Comando em uma linha
Ou
tar -zxvf CALC_CC_flipped_dataset.tar.gz && tar -zxvf manual_cropped_dataset.tar.gz
tar -zxvf CALC_CC_flipped_dataset.tar.gz tar -zxvf manual_cropped_dataset.tar.gz
-
Via terminal, ative o ambiente virtual criado e acesse na pasta do projeto.
source ~/breast_cancer/bin/activate cd cancerous_tissue_detection
- Utilize o pip para instalar o requisitos necessários para rodar o projeto
pip install --no-cache -r requirements.txt
-
Ainda na pasta do projeto, acesse o diretório onde se encontra o script.
cd src/squeezenet
-
Agora, execute o script da rede com os parâmetros desejados.
python squeezenet.py --root /home/your_user --batch 128 --accum 1 --epochs 100 --saves 1 --lr 0.0004 --endLR 7 --decayRate 2 --stepSize 5 --shuffle 1 --initModel /home/your_user/cancerous_tissue_detection/src/squeezeNet/runs_manual_cropped_dataset
-
Parâmetros, passados por linha de comando no exemplo anterior, da rede
-
--root caminho até o local onde está o dirtório do projeto.
--root /home/your_user
-
--batch representa a quantidade de imagens que serão analisadas juntas.
--batch 128
-
--accum representa quantas vezes você deseja acumular os valores resultantes da análise do batch. Se --accum 2, significa que o valor resultante da análise será o equivalente a batch x 2.
--accum 1
-
--epochs representa a quantidade de épocas para análise do conjunto de treino.
--epochs 100
-
--saves representa a quantidade de check points que você deseja salvar a cada época.
--saves 1
-
--lr representa a taxa de aprendizado inicial da rede. Este valor é utilizado para atualizar o valor das sinapses e dos neurônios da rede.
--lr 0.0004
-
--endLR representa em qual época será finalizada a diminuição do valor da taxa de aprendizado.
--endLR 7
-
--decayRate representa o valor pelo qual a taxa de aprendizado será dividida a cada decaimento.
--decayRate 2
-
--stepSize representa a quantidade de épocas necessárias para fazer a atualização da taxa de aprendizado.
--stepSize 2
-
--shuffle usar como 1 apenas no primeiro treino. Nos demais, usar 0.
--shuffle 1
-
--initModel o caminho absoluto da pasta onde você quer salvar a pasta do treino
--initModel /home/your_user/cancerous_tissue_detection/src/squeezeNet/runs_manual_cropped_dataset
- O ajuste destes hiperparâmetros são essenciais para melhorar o aprendizado da rede.
-
- Todo treinamento cria uma pasta squeezenet1_1/{numero} dentro do caminho indicado no parâmetro --initModel.

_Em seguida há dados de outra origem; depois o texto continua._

//! Summary statistics of a dataset and the acceptance guard.
//!
//! `df_stats` is always recomputed over the full dataset; there is no
//! incremental update. `is_error_still_ok` compares two snapshots at a fixed
//! decimal precision by scaled rounding, never by an epsilon.

use crate::geom::{truncated_difference, Point};

/// Means, sample standard deviations (N−1) and Pearson correlation.
#[derive(Clone, Copy, Debug, PartialEq)]
pub struct DfStats {
    pub x_mean: f64,
    pub y_mean: f64,
    pub x_sd: f64,
    pub y_sd: f64,
    pub corr: f64,
}

impl DfStats {
    pub const LABELS: [&'static str; 5] = ["X Mean", "Y Mean", "X SD", "Y SD", "Corr."];

    #[inline]
    pub fn to_array(&self) -> [f64; 5] {
        [self.x_mean, self.y_mean, self.x_sd, self.y_sd, self.corr]
    }
}

/// Compute the five statistics. Needs at least two points for the sample
/// deviations; fewer yields NaN deviations and correlation.
pub fn df_stats(points: &[Point]) -> DfStats {
    let n = points.len() as f64;
    let (sx, sy) = points
        .iter()
        .fold((0.0, 0.0), |(sx, sy), p| (sx + p.x, sy + p.y));
    let x_mean = sx / n;
    let y_mean = sy / n;
    let (mut sxx, mut syy, mut sxy) = (0.0, 0.0, 0.0);
    for p in points {
        let dx = p.x - x_mean;
        let dy = p.y - y_mean;
        sxx += dx * dx;
        syy += dy * dy;
        sxy += dx * dy;
    }
    let x_sd = (sxx / (n - 1.0)).sqrt();
    let y_sd = (syy / (n - 1.0)).sqrt();
    // NaN when either axis has zero spread
    let corr = sxy / (sxx * syy).sqrt();
    DfStats {
        x_mean,
        y_mean,
        x_sd,
        y_sd,
        corr,
    }
}

/// True iff all five statistics agree after rounding at `decimals` places.
///
/// A NaN only matches another NaN.
pub fn is_error_still_ok(prev: &DfStats, cand: &DfStats, decimals: u32) -> bool {
    prev.to_array()
        .iter()
        .zip(cand.to_array().iter())
        .all(|(&a, &b)| match (a.is_nan(), b.is_nan()) {
            (true, true) => true,
            (false, false) => truncated_difference(a, b, decimals) == 0,
            _ => false,
        })
}
//! Same-stats transformation core.
//!
//! Perturbs a 2D point dataset one point at a time until its scatter
//! resembles a target shape, while means, sample standard deviations and
//! the Pearson correlation stay equal at a fixed decimal precision.
//!
//! Layout
//! - `geom`: points, bounds, segments, distances, rounding comparison.
//! - `dest`: target shapes (`Shape`, `Destination`) and the named catalog.
//! - `stats`: `DfStats`, `df_stats`, the acceptance guard.
//! - `perturb`: one randomized proposal.
//! - `transform`: the driver, temperature and checkpoint schedules.
//!
//! The crate performs no I/O and no logging; callers observe state between
//! iterations.

mod cfg;
pub mod dest;
pub mod ease;
pub mod error;
pub mod geom;
pub mod perturb;
pub mod stats;
pub mod transform;

/// Library version string.
pub const VERSION: &str = env!("CARGO_PKG_VERSION");

pub use dest::{Destination, Shape};
pub use error::{ConfigError, DestinationNotFound, PerturbError};
pub use geom::{Bound, Point, Segment};
pub use stats::DfStats;
pub use transform::{TransformCfg, Transformation};

/// Common exports for quick imports in callers.
pub mod prelude {
    pub use crate::dest::{lookup as lookup_destination, Destination, Shape, DESTINATION_NAMES};
    pub use crate::error::{ConfigError, DestinationNotFound, PerturbError};
    pub use crate::geom::{Bound, Point, Segment};
    pub use crate::perturb::PerturbParams;
    pub use crate::stats::{df_stats, DfStats};
    pub use crate::transform::{
        run_checkpointed, Checkpoint, FrameSchedule, RampMode, TransformCfg, Transformation,
    };
    pub use nalgebra::Vector2;
}
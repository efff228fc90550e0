//! Named catalog of built-in destinations on the 0–100 canvas.

use crate::error::DestinationNotFound;

use super::types::Destination;

/// Center shared by the circle-based shapes.
const CENTER: (f64, f64) = (54.26, 47.83);

/// All catalog names, in listing order.
pub const DESTINATION_NAMES: [&str; 13] = [
    "circle",
    "bullseye",
    "center",
    "dots",
    "x",
    "h_lines",
    "v_lines",
    "wide_lines",
    "high_lines",
    "slant_up",
    "slant_down",
    "star",
    "down_parab",
];

/// Look up a catalog destination by name.
pub fn lookup(name: &str) -> Result<Destination, DestinationNotFound> {
    let built = match name {
        "circle" => Destination::circles(CENTER, vec![30.0]),
        "bullseye" => Destination::circles(CENTER, vec![18.0, 37.0]),
        // radius 0: plain distance to the center point
        "center" => Destination::circles(CENTER, vec![0.0]),
        "dots" => Destination::grid(vec![25.0, 50.0, 75.0], vec![20.0, 50.0, 80.0]),
        "x" => Destination::lines([((20.0, 0.0), (100.0, 100.0)), ((20.0, 100.0), (100.0, 0.0))]),
        "h_lines" => Destination::lines(
            [10.0, 30.0, 50.0, 70.0, 90.0]
                .into_iter()
                .map(|y| ((0.0, y), (100.0, y))),
        ),
        "v_lines" => Destination::lines(
            [10.0, 30.0, 50.0, 70.0, 90.0]
                .into_iter()
                .map(|x| ((x, 0.0), (x, 100.0))),
        ),
        "wide_lines" => {
            Destination::lines([((10.0, 0.0), (10.0, 100.0)), ((90.0, 0.0), (90.0, 100.0))])
        }
        "high_lines" => {
            Destination::lines([((0.0, 10.0), (100.0, 10.0)), ((0.0, 90.0), (100.0, 90.0))])
        }
        "slant_up" => Destination::lines([
            ((0.0, 0.0), (100.0, 100.0)),
            ((0.0, 30.0), (70.0, 100.0)),
            ((30.0, 0.0), (100.0, 70.0)),
            ((50.0, 0.0), (100.0, 50.0)),
            ((0.0, 50.0), (50.0, 100.0)),
        ]),
        "slant_down" => Destination::lines([
            ((0.0, 100.0), (100.0, 0.0)),
            ((0.0, 70.0), (70.0, 0.0)),
            ((30.0, 100.0), (100.0, 30.0)),
            ((0.0, 50.0), (50.0, 0.0)),
            ((50.0, 100.0), (100.0, 50.0)),
        ]),
        "star" => Destination::polyline(
            [
                (28.0, 60.0),
                (52.0, 60.0),
                (60.0, 90.0),
                (68.0, 60.0),
                (92.0, 60.0),
                (72.0, 40.0),
                (80.0, 10.0),
                (60.0, 30.0),
                (40.0, 10.0),
                (48.0, 40.0),
            ],
            true,
        ),
        "down_parab" => Destination::polyline(
            (0..100).step_by(3).map(|x| {
                let x = x as f64;
                let h = (x - 50.0) / 4.0;
                (x, 90.0 - h * h)
            }),
            false,
        ),
        _ => {
            return Err(DestinationNotFound {
                name: name.to_string(),
            })
        }
    };
    Ok(built.expect("catalog destination is well-formed"))
}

- Dentro da pasta squeezenet1_1, são criadas pasta para cada treino realizado. Essas pastas são criadas em ordem numérica e crescente. Logo, caso você apague algum pasta e esta não seja a última, a próxima pasta receberá o número da que você apagou.
- A pasta de cada treino contém:
- pasta models = contém todos os pesos salvos durante o treinamento. Subir para o git o peso que tiver a maior acurácia média no conjunto de validação. Este será o peso utilizado para fazer as inferências no conjunto de teste.
- classification_error.txt = Este arquivo contém o nome de todas as imagens que não foram classificadas corretamente pela rede durante o cálculo das matrizes de confusão. É um arquivo pesado, portanto, não sincronizado para o git.
- loss_log.txt - Contém a informação, da "loss do batch" e o "step" a que ela se refere. Ao final de cada época está o valor da Learning_Rate impresso.
- results.txt = Contém todas as matrizes de confusão calculas sobre o conjunto de validação completo. As matrizes de confusão calculas ao salvar cada modelo da rede, ou seja, a cada check point e ao final de cada época.
- training_dataset.txt - Contém o caminho absoluto das imagens na ordem em que elas foram inseridas na rede.
- training_log.txt - Contém todas as informações de acerto ou erro para cada imagem que compõe o batch. Essa informação é calculada com base na classe de cada imagem e na inferência a rede fez sobre cada imagem.
- treinamento_... .py = É a cópia fiel do script que foi executado para realizar o treinamento. Dessa forma, os valores dos hiperparâmetros e demais configurações ficam salvas.